Exercise directions:
Among the records below, find the lines with the word "ProviderConfig" and copy them.

Records to use:
────────────────────────────────────────

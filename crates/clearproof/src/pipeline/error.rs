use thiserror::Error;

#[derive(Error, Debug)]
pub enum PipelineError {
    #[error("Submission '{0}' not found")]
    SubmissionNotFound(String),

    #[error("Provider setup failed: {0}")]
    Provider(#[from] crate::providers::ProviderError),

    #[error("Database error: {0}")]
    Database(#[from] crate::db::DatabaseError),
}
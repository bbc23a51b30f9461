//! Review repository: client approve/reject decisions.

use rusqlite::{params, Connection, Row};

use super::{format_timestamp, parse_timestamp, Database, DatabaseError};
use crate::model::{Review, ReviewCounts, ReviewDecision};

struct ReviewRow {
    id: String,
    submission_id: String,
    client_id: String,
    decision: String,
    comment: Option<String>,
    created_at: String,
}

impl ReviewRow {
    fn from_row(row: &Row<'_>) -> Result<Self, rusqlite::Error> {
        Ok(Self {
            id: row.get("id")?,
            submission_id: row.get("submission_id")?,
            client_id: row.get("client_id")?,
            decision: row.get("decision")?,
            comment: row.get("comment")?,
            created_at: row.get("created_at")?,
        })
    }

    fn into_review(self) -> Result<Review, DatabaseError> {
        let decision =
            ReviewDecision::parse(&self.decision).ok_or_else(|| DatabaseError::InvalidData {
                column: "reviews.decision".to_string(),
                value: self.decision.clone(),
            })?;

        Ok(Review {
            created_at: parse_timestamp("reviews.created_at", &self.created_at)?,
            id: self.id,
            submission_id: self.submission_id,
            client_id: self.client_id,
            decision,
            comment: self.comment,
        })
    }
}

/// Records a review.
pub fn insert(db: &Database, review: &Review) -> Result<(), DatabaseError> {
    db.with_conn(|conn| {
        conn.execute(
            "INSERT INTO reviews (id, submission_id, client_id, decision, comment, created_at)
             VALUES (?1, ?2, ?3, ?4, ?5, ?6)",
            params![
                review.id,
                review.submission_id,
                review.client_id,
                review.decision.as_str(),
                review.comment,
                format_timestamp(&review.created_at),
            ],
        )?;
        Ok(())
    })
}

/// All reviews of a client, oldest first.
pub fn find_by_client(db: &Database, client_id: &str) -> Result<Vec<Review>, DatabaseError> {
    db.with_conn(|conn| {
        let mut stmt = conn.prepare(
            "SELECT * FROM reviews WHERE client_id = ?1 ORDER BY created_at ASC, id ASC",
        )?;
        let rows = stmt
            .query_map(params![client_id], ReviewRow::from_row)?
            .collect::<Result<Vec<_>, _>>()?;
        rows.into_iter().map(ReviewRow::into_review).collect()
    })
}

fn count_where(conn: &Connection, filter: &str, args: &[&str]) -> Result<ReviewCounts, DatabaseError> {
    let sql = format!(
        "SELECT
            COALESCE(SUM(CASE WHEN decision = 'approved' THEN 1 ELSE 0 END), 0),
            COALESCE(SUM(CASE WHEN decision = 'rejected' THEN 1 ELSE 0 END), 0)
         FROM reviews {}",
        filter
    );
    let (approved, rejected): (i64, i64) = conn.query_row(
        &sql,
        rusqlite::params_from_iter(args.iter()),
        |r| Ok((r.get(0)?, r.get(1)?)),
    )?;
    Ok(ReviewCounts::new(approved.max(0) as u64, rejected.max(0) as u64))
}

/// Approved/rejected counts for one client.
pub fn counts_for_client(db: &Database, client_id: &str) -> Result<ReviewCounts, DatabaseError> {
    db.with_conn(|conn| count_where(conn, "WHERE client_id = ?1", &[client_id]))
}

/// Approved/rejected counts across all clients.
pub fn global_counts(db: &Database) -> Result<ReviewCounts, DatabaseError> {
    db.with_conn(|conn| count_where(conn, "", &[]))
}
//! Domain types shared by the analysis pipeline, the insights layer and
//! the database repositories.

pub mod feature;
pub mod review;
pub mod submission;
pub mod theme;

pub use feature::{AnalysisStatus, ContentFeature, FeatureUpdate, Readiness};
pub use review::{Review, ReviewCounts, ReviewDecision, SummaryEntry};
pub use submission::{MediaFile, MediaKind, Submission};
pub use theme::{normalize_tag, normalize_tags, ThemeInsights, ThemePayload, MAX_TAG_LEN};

────────────────────────────────────────

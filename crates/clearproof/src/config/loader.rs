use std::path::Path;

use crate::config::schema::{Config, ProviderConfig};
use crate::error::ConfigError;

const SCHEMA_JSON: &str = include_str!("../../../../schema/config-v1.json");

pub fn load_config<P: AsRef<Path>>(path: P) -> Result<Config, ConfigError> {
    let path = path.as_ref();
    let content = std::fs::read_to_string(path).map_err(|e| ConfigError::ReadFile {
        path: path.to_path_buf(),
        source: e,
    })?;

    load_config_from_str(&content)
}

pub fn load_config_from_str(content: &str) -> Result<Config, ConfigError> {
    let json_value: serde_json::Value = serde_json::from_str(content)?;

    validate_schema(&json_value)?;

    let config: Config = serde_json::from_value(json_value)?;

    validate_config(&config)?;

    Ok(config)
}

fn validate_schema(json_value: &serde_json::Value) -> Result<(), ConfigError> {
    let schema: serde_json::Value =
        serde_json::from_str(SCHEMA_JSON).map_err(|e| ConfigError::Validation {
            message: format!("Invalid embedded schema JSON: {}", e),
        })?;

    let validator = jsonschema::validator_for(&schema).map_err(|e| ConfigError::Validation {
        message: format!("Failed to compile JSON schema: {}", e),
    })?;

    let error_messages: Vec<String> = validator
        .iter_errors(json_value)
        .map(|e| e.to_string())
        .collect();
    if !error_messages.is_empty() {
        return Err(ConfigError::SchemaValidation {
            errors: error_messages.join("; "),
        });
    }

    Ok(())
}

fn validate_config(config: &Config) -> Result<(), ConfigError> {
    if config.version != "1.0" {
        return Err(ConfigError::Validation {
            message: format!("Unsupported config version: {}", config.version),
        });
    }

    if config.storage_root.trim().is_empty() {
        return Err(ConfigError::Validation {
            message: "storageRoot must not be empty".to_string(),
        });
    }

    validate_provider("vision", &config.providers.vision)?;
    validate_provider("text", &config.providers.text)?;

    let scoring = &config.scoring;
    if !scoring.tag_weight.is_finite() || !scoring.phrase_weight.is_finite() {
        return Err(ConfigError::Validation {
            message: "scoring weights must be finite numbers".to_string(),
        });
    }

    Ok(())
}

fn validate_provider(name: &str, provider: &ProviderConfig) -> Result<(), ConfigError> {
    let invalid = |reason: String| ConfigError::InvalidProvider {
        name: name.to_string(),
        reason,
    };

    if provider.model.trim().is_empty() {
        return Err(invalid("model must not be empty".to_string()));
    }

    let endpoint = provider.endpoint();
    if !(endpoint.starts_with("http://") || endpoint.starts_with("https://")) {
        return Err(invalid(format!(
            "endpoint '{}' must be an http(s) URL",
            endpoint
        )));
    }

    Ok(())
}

────────────────────────────────────────

Exercise answer:
use crate::config::schema::{Config, ProviderConfig};
fn validate_provider(name: &str, provider: &ProviderConfig) -> Result<(), ConfigError> {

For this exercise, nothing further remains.